Airlock makes it simple for enterprises to enforce their desired level of security policy, across the board. The pandemic lockdown brought on many cybersecurity challenges, but as we come out of it and businesses embrace a hybrid workforce our goal is to help our customers deploy and maintain strong authentication for their employees.

As work from home is becoming the new normal, what are some of the worst cybersecurity habits that can eventually lead to serious problems for the whole company?

It’s human nature – employees including remote workers procrastinate when new authentication methods are deployed, and they either circumvent the system by continuing to use an older credential, password or ultimately reach out to IT for help. With out-of-date or insecure technology still being used, companies are left open to cyberattacks.

Current approaches to authentication are failing employees. IT is charged with controlling processes and keeping systems secure, while users want to be more independent and just get their jobs done. Frustrations are high when so many password-based authentication issues get in the way of employees doing their job. IT leaders can and must take more initiative to move away from passwords and transition to a user-centric passwordless authentication that reduces these frustrations.
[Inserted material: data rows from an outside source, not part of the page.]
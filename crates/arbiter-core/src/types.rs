//! ============================================================================
//! Core Types for the Arbitration Oracle
//! ============================================================================
//! Identifiers, the demand/obligation data model, ledger records and events,
//! and the error taxonomy shared by every component.
//! ============================================================================

use serde::{Deserialize, Deserializer, Serialize, Serializer};
use std::fmt;
use std::str::FromStr;

// ============================================================================
// Fixed-width identifiers
// ============================================================================

macro_rules! fixed_bytes {
    ($(#[$meta:meta])* $name:ident, $len:expr) => {
        $(#[$meta])*
        #[derive(Clone, Copy, PartialEq, Eq, Hash, PartialOrd, Ord, Default)]
        pub struct $name(pub [u8; $len]);

        impl $name {
            pub const LEN: usize = $len;
            pub const ZERO: Self = Self([0u8; $len]);

            pub fn as_bytes(&self) -> &[u8; $len] {
                &self.0
            }

            pub fn is_zero(&self) -> bool {
                self.0 == [0u8; $len]
            }

            pub fn from_slice(bytes: &[u8]) -> Result<Self, OracleError> {
                let arr: [u8; $len] = bytes.try_into().map_err(|_| {
                    OracleError::Decode(format!(
                        "{} expects {} bytes, got {}",
                        stringify!($name),
                        $len,
                        bytes.len()
                    ))
                })?;
                Ok(Self(arr))
            }
        }

        impl fmt::Display for $name {
            fn fmt(&self, f: &mut fmt::Formatter<'_>) -> fmt::Result {
                write!(f, "0x{}", hex::encode(self.0))
            }
        }

        impl fmt::Debug for $name {
            fn fmt(&self, f: &mut fmt::Formatter<'_>) -> fmt::Result {
                write!(f, "{}({})", stringify!($name), self)
            }
        }

        impl FromStr for $name {
            type Err = OracleError;

            fn from_str(s: &str) -> Result<Self, Self::Err> {
                let trimmed = s.trim();
                let digits = trimmed
                    .strip_prefix("0x")
                    .or_else(|| trimmed.strip_prefix("0X"))
                    .unwrap_or(trimmed);
                let bytes = hex::decode(digits)
                    .map_err(|e| OracleError::Decode(format!("invalid hex '{}': {}", s, e)))?;
                Self::from_slice(&bytes)
            }
        }

        impl Serialize for $name {
            fn serialize<S: Serializer>(&self, serializer: S) -> Result<S::Ok, S::Error> {
                serializer.serialize_str(&self.to_string())
            }
        }

        impl<'de> Deserialize<'de> for $name {
            fn deserialize<D: Deserializer<'de>>(deserializer: D) -> Result<Self, D::Error> {
                let s = String::deserialize(deserializer)?;
                s.parse().map_err(serde::de::Error::custom)
            }
        }
    };
}

fixed_bytes!(
    /// 32-byte attestation / schema identifier
    Uid,
    32
);

fixed_bytes!(
    /// 20-byte account identity (attester, recipient, signer)
    Address,
    20
);

fixed_bytes!(
    /// Opaque binding of (escrow, fulfiller, obligation record), produced by the ledger
    Commitment,
    32
);

fixed_bytes!(
    /// Handle of a submitted ledger write
    TxHandle,
    32
);

// ============================================================================
// Demand & Obligation
// ============================================================================

/// Natural-language demand attached to an escrow by the depositor.
/// Immutable once encoded into the escrow attestation.
#[derive(Debug, Clone, PartialEq, Eq, Serialize, Deserialize)]
#[serde(rename_all = "camelCase")]
pub struct Demand {
    /// Requested arbitration provider (fuzzy-matched against registered names)
    pub provider: String,
    pub model: String,
    /// Template containing `{{demand}}` and `{{obligation}}` placeholders
    pub prompt_template: String,
    pub demand_text: String,
}

impl Demand {
    /// Reject demands that decoded structurally but carry content that only
    /// an incorrect encoder would produce.
    pub fn validate(&self) -> Result<(), OracleError> {
        if self.model.contains('\0') {
            return Err(OracleError::MalformedDemand(
                "model contains embedded NUL bytes".into(),
            ));
        }
        if self.model.is_empty() {
            return Err(OracleError::MalformedDemand("model is empty".into()));
        }
        if self.demand_text.is_empty() {
            return Err(OracleError::MalformedDemand("demand text is empty".into()));
        }
        Ok(())
    }
}

/// Fulfiller's obligation record, bound into the commit-reveal payload.
#[derive(Debug, Clone, PartialEq, Eq, Serialize, Deserialize)]
pub struct ObligationRecord {
    /// ABI encoding of `{item: string}`
    pub payload: Vec<u8>,
    /// Fresh random value per fulfillment attempt
    pub salt: [u8; 32],
    /// Fixed schema id of the payload shape
    pub schema: Uid,
}

/// Escrow terms stored in the escrow attestation's data.
#[derive(Debug, Clone, PartialEq, Eq, Serialize, Deserialize)]
pub struct EscrowTerms {
    /// Oracle allowed to decide on fulfillments of this escrow
    pub arbiter: Address,
    /// Encoded [`Demand`]
    pub demand: Vec<u8>,
}

/// Verdict recorded for one fulfillment attestation
#[derive(Debug, Clone, Copy, PartialEq, Eq, Serialize, Deserialize)]
pub struct ArbitrationDecision {
    pub attestation_uid: Uid,
    pub decision: bool,
}

// ============================================================================
// Ledger records
// ============================================================================

/// Ledger-owned, UID-addressed record. Never mutated by the oracle.
#[derive(Debug, Clone, PartialEq, Eq, Serialize, Deserialize)]
pub struct Attestation {
    pub uid: Uid,
    pub schema: Uid,
    pub attester: Address,
    pub recipient: Address,
    pub ref_uid: Uid,
    /// Unix seconds
    pub time: i64,
    pub revocable: bool,
    pub revocation_time: Option<i64>,
    pub data: Vec<u8>,
}

impl Attestation {
    pub fn is_revoked(&self) -> bool {
        self.revocation_time.is_some()
    }
}

#[derive(Debug, Clone, Copy, PartialEq, Eq, Serialize, Deserialize)]
#[serde(rename_all = "snake_case")]
pub enum EventTopic {
    Attested,
    Revoked,
}

/// Event emitted by the ledger when an attestation is created or revoked
#[derive(Debug, Clone, PartialEq, Eq, Serialize, Deserialize)]
pub struct LedgerEvent {
    pub topic: EventTopic,
    pub uid: Uid,
    pub schema: Uid,
    pub attester: Address,
    pub recipient: Address,
    pub ref_uid: Uid,
    pub block: u64,
}

/// Event-filter query: inclusive block range, optional schema match
#[derive(Debug, Clone, PartialEq, Eq)]
pub struct EventFilter {
    pub topic: EventTopic,
    pub schema: Option<Uid>,
    pub from_block: u64,
    pub to_block: u64,
}

impl EventFilter {
    pub fn matches(&self, event: &LedgerEvent) -> bool {
        event.topic == self.topic
            && self.schema.map_or(true, |s| s == event.schema)
            && event.block >= self.from_block
            && event.block <= self.to_block
    }
}

#[derive(Debug, Clone, PartialEq, Eq, Serialize, Deserialize)]
#[serde(rename_all = "snake_case")]
pub enum TxStatus {
    /// Submitted, not yet in a mined block
    Pending,
    Confirmed { block: u64 },
    Failed(String),
    Unknown,
}

// ============================================================================
// Errors
// ============================================================================

pub type BoxError = Box<dyn std::error::Error + Send + Sync + 'static>;

/// Errors raised by a ledger implementation
#[derive(Debug, Clone, PartialEq, Eq, Serialize, Deserialize, thiserror::Error)]
pub enum LedgerError {
    #[error("Attestation not found: {0}")]
    AttestationNotFound(Uid),

    #[error("Escrow not found: {0}")]
    EscrowNotFound(Uid),

    #[error("Decision already recorded for fulfillment {0}")]
    DuplicateDecision(Uid),

    #[error("Unknown commitment: {0}")]
    CommitmentNotFound(Commitment),

    #[error("Commitment {0} already submitted")]
    CommitmentExists(Commitment),

    #[error("Commitment {0} is not yet mined")]
    CommitmentNotMined(Commitment),

    #[error("Commitment {0} already revealed")]
    AlreadyRevealed(Commitment),

    #[error("Bond for fulfillment {0} already reclaimed")]
    BondAlreadyReclaimed(Uid),

    #[error("No decision approving fulfillment {0}")]
    NotApproved(Uid),

    #[error("Escrow {0} already collected")]
    AlreadyCollected(Uid),

    #[error("Attestation {0} is revoked")]
    Revoked(Uid),

    #[error("Unauthorized: {0}")]
    Unauthorized(String),

    #[error("Ledger unavailable: {0}")]
    Unavailable(String),

    #[error("Ledger storage error: {0}")]
    Storage(String),
}

impl LedgerError {
    /// Transient failures worth retrying with backoff
    pub fn is_retryable(&self) -> bool {
        matches!(self, LedgerError::Unavailable(_))
    }
}

/// Error taxonomy for the oracle and the fulfiller flow
#[derive(Debug, thiserror::Error)]
pub enum OracleError {
    /// Decoded structurally, but the content is invalid
    #[error("Malformed demand: {0}")]
    MalformedDemand(String),

    /// Byte layout does not match the expected tuple shape
    #[error("Decode error: {0}")]
    Decode(String),

    #[error("No provider available")]
    NoProviderAvailable,

    #[error("Unrecognized provider: {0}")]
    UnrecognizedProvider(String),

    /// Provider registration misconfiguration
    #[error("Invalid provider configuration: {0}")]
    InvalidProvider(String),

    #[error("Arbitration failed via {provider}: {source}")]
    ArbitrationFailed {
        provider: String,
        #[source]
        source: BoxError,
    },

    #[error("Commit-reveal violation: {0}")]
    CommitRevealViolation(String),

    #[error(transparent)]
    Ledger(#[from] LedgerError),
}

impl OracleError {
    /// Stable identifier for structured logs
    pub fn kind(&self) -> &'static str {
        match self {
            OracleError::MalformedDemand(_) => "malformed_demand",
            OracleError::Decode(_) => "decode_error",
            OracleError::NoProviderAvailable => "no_provider_available",
            OracleError::UnrecognizedProvider(_) => "unrecognized_provider",
            OracleError::InvalidProvider(_) => "invalid_provider",
            OracleError::ArbitrationFailed { .. } => "arbitration_failed",
            OracleError::CommitRevealViolation(_) => "commit_reveal_violation",
            OracleError::Ledger(_) => "ledger_error",
        }
    }
}
//! ============================================================================
//! Anthropic Backend - Messages API
//! ============================================================================
//! Calls the Messages API directly. When a search key is registered, web
//! results for the prompt are prepended as grounding context before the call.
//! ============================================================================

use anyhow::{anyhow, Result};
use async_trait::async_trait;
use serde::{Deserialize, Serialize};
use std::time::Duration;
use tracing::debug;

use super::{http_client, Backend, SearchTool};
use crate::types::OracleError;

const ANTHROPIC_BASE_URL: &str = "https://api.anthropic.com";
const ANTHROPIC_VERSION: &str = "2023-06-01";
const MAX_VERDICT_TOKENS: u32 = 16;

pub struct AnthropicBackend {
    client: reqwest::Client,
    api_key: String,
    base_url: String,
    search: Option<SearchTool>,
}

impl AnthropicBackend {
    pub fn new(
        api_key: String,
        base_url: Option<String>,
        search: Option<SearchTool>,
        timeout: Duration,
    ) -> Result<Self, OracleError> {
        let base_url = base_url.unwrap_or_else(|| ANTHROPIC_BASE_URL.into());
        Ok(Self {
            client: http_client(timeout)?,
            api_key,
            base_url: base_url.trim_end_matches('/').to_string(),
            search,
        })
    }

    pub fn has_search(&self) -> bool {
        self.search.is_some()
    }

    async fn grounded_prompt(&self, prompt: &str) -> Result<String> {
        let Some(search) = &self.search else {
            return Ok(prompt.to_string());
        };
        let context = search.context_for(prompt).await?;
        if context.is_empty() {
            return Ok(prompt.to_string());
        }
        Ok(format!("{}\n{}", context, prompt))
    }
}

#[async_trait]
impl Backend for AnthropicBackend {
    async fn complete(&self, system: &str, prompt: &str, model: &str) -> Result<String> {
        let prompt = self.grounded_prompt(prompt).await?;
        debug!("Calling Anthropic ({}) with {} chars", model, prompt.len());

        let request = MessagesRequest {
            model: model.to_string(),
            max_tokens: MAX_VERDICT_TOKENS,
            system: system.to_string(),
            messages: vec![Message {
                role: "user".to_string(),
                content: prompt,
            }],
        };

        let response = self
            .client
            .post(format!("{}/v1/messages", self.base_url))
            .header("x-api-key", &self.api_key)
            .header("anthropic-version", ANTHROPIC_VERSION)
            .header("Content-Type", "application/json")
            .json(&request)
            .send()
            .await
            .map_err(|e| anyhow!("Failed to call Anthropic API: {}", e))?;

        if !response.status().is_success() {
            let status = response.status();
            let body = response.text().await.unwrap_or_default();
            return Err(anyhow!("Anthropic API error {}: {}", status, body));
        }

        let parsed: MessagesResponse = response
            .json()
            .await
            .map_err(|e| anyhow!("Failed to parse Anthropic response: {}", e))?;

        let text: String = parsed
            .content
            .into_iter()
            .filter_map(|block| block.text)
            .collect();
        if text.is_empty() {
            return Err(anyhow!("No text in Anthropic response"));
        }
        Ok(text)
    }
}

#[derive(Serialize)]
struct MessagesRequest {
    model: String,
    max_tokens: u32,
    system: String,
    messages: Vec<Message>,
}

#[derive(Serialize)]
struct Message {
    role: String,
    content: String,
}

#[derive(Deserialize)]
struct MessagesResponse {
    content: Vec<ContentBlock>,
}

#[derive(Deserialize)]
struct ContentBlock {
    /// Absent on non-text blocks (tool_use etc.)
    #[serde(default)]
    text: Option<String>,
}
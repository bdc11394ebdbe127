//! Auxiliary web search used to ground arbitration on current facts.

use anyhow::{anyhow, Result};
use serde::{Deserialize, Serialize};
use std::time::Duration;
use tracing::debug;

use super::http_client;
use crate::types::OracleError;

const SEARCH_API_URL: &str = "https://api.tavily.com/search";

const MAX_RESULTS: u32 = 5;

/// Longest query sent to the search API
const MAX_QUERY_CHARS: usize = 400;

pub struct SearchTool {
    client: reqwest::Client,
    api_key: String,
}

impl SearchTool {
    pub fn new(api_key: String, timeout: Duration) -> Result<Self, OracleError> {
        Ok(Self {
            client: http_client(timeout)?,
            api_key,
        })
    }

    /// Search and render the hits as a context block
    pub async fn context_for(&self, query: &str) -> Result<String> {
        let query: String = query.chars().take(MAX_QUERY_CHARS).collect();
        debug!("Searching for arbitration context: {} chars", query.len());

        let request = SearchRequest {
            api_key: self.api_key.clone(),
            query,
            max_results: MAX_RESULTS,
        };

        let response = self
            .client
            .post(SEARCH_API_URL)
            .json(&request)
            .send()
            .await
            .map_err(|e| anyhow!("Failed to call search API: {}", e))?;

        if !response.status().is_success() {
            let status = response.status();
            let body = response.text().await.unwrap_or_default();
            return Err(anyhow!("Search API error {}: {}", status, body));
        }

        let parsed: SearchResponse = response
            .json()
            .await
            .map_err(|e| anyhow!("Failed to parse search response: {}", e))?;

        Ok(render_results(&parsed.results))
    }
}

fn render_results(results: &[SearchResult]) -> String {
    if results.is_empty() {
        return String::new();
    }
    let mut out = String::from("Search results:\n");
    for r in results {
        out.push_str(&format!("- {} ({}): {}\n", r.title, r.url, r.content.trim()));
    }
    out
}

#[derive(Serialize)]
struct SearchRequest {
    api_key: String,
    query: String,
    max_results: u32,
}

#[derive(Deserialize)]
struct SearchResponse {
    #[serde(default)]
    results: Vec<SearchResult>,
}

#[derive(Deserialize)]
struct SearchResult {
    title: String,
    url: String,
    #[serde(default)]
    content: String,
}

#[cfg(test)]
mod tests {
    use super::*;

    #[test]
    fn test_render_results() {
        let body = r#"{"results":[{"title":"Sky","url":"https://a.example","content":" Rayleigh scattering "}]}"#;
        let parsed: SearchResponse = serde_json::from_str(body).unwrap();
        assert_eq!(
            render_results(&parsed.results),
            "Search results:\n- Sky (https://a.example): Rayleigh scattering\n"
        );
        assert_eq!(render_results(&[]), "");
    }
}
Some experts believe that we are currently moving towards a passwordless future. Why are passwords no longer a reliable security measure?

In a survey we conducted with 2,000 US office workers last fall, 60% admitted that authentication processes have stopped them from doing their job. Just under half of them said they have forgotten their passwords at some point.

Just under 60% also said they had to contact the IT department at their workplace because they were locked out of their computer, with almost half saying they’d been locked out of productivity and communication apps like Slack. That’s a huge problem.

Beyond multiple passwords, multiple MFA solutions can be just as challenging for users to manage. If there’s an issue with their device or mobile authentication app, users need to know which platform to go to and how to fix it. These new authentication methods can’t succeed unless the solution puts the employees at the center and simplifies their login experiences.

In your opinion, which industries should be especially concerned about implementing quality identity and access management solutions?

All industries are prone to cyberattacks. Axiad Cloud is mostly trusted by public sector organizations and Fortune 500 companies across aerospace and defense, financial services, healthcare, oil and energy, and more. We enable passwordless authentication and the secure exchange of documents within regulated environments, like the U.S. Federal Bridge Certification Authority (FBCA), SAFE-BioPharma, and WebTrust.

What are some of the security tools you believe everyone should use these days?

Organizations increasingly struggle to protect their ever-expanding digital footprint and we see an augmentation of attacks on enterprise identity systems. The challenge is compounded by the shortage of skilled cybersecurity staff. Establishing trust in the identity of users and machines is a critical requirement to protect against these attacks.

As a consequence, phishing-resistant MFA is becoming a foundational component of that trust ecosystem. Other components include the following:

  • Access Management
  • Privilege and Access Management
  • Identity Governance and Administration
  • Identity Proofing

One key requirement when selecting these different components should be to select standard-based solutions that can integrate, communicate and adapt to the evolving threat landscape. As the change in risks, technology, and user behavior keeps happening at a faster rate, a distributed and flexible approach to identity and access management is critical to be able to adapt and stay on top of evolving organizational needs.

Share with us, what’s next for Axiad?

We’re going to continue to innovate our technology and partner with the best in the business like Microsoft, ForgeRock, Ping Identity, Venafi, Yubico, Idemia, and others in our shared mission of passwordless authentication for everyone and everything.